Recordé lo que Anne me había contado acerca de su visita a West Wycombe, imaginé las cuevas debajo de la casa de H amp;F. ¿Era posible que este tío del que Anne me estaba hablando fuese el Prentice Dashwood del condado de Swain, Carolina del Norte? Era un nombre llamativo. ¿Habría alguna conexión con los Dashwood británicos?

– ¿Qué más descubriste acerca de Prentice Dashwood?

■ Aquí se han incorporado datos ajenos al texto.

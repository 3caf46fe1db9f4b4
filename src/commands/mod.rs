//! Command implementations for episodic.
//!
//! This module provides the dispatcher that routes CLI commands to their
//! implementations, plus the prompt-pool setup shared by `build` and
//! `prompts`.

mod build;
mod check;
mod prompts_cmd;

use crate::cli::{Command, PromptOptions};
use crate::config::{Config, ExpansionMode};
use crate::error::{EpisodicError, Result};
use crate::prompts::generate_prompts;
use rand::SeedableRng;
use rand::rngs::StdRng;

/// Dispatch a command to its implementation.
///
/// `config` has already been loaded from the command's `--config` path
/// (or defaulted); command-line overrides are applied here.
pub fn dispatch(command: Command, config: Config) -> Result<()> {
    match command {
        Command::Build(args) => build::cmd_build(args, config),
        Command::Prompts(args) => prompts_cmd::cmd_prompts(args, config),
        Command::Check(args) => check::cmd_check(args),
    }
}

/// Apply `--seed` and `--expansion` on top of the loaded config.
fn apply_overrides(mut config: Config, opts: &PromptOptions) -> Result<Config> {
    if let Some(seed) = opts.seed {
        config.seed = Some(seed);
    }

    if let Some(mode) = opts.expansion.as_deref() {
        config.expansion = ExpansionMode::from_str(mode).ok_or_else(|| {
            EpisodicError::UserError(format!(
                "invalid expansion mode '{}' (expected cross_product or sampled)",
                mode
            ))
        })?;
    }

    config.validate()?;
    Ok(config)
}

/// RNG for a run: seeded when a seed is configured, OS entropy otherwise.
fn run_rng(seed: Option<u64>) -> StdRng {
    match seed {
        Some(seed) => StdRng::seed_from_u64(seed),
        None => StdRng::from_os_rng(),
    }
}

/// Expand the configured templates into the system prompt pool.
fn prompt_pool(config: &Config, rng: &mut StdRng) -> Result<Vec<String>> {
    let pool = generate_prompts(
        config.system_prompts.as_slice(),
        config.expansion_policy(),
        config.dedupe,
        rng,
    )?;
    Ok(pool)
}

– Nada. Pero sí puedo decirte que el viejo tío Francis se relacionaba con gente bastante extravagante en el siglo dieciocho. Se hacían llamar los Monjes de Medmenham. Escucha la lista. Lord Sandwich, quien en una época dirigió la Marina Real, John Wilkes…

– ¿El político?

– Sí. William Hogarth, el pintor, y los poetas Paul Whitehead, Charles Churchill y Robert Lloyd.

– Una lista impresionante.

– Mucho. Todos eran miembros del Parlamento o de la Cámará de los Lores. O poetas o algo por el estilo. Nuestro Ben Franklin solía frecuentarlos, si bien nunca fue un miembro oficial.

– ¿A qué se dedicaban esos tíos?

– Algunos relatos afirman que practicaban ritos satánicos. Según el actual sir Francis, autor del folleto que cogimos en nuestro viaje, los monjes no eran más que un puñado de tíos divertidos que se reunían para venerar a Venus y a Baco. Supongo que eso significa mujeres y vino.

– ¿Celebraban orgías en las cuevas?

– Y en la Abadía de Medmenham. El actual sir Francis admite los juegos sexuales de sus antepasados pero niega de forma terminante la adoración al demonio. Él sugiere que el rumor acerca del satanismo procedía de la actitud irreverente de los muchachos hacia la cristiandad. Se llamaban a sí mismos Caballeros de Saint Francis, por ejemplo.

Pude oír cómo mordía una manzana y luego la masticaba.

– Todos los demás los llamaban Hell Fire Club [20] .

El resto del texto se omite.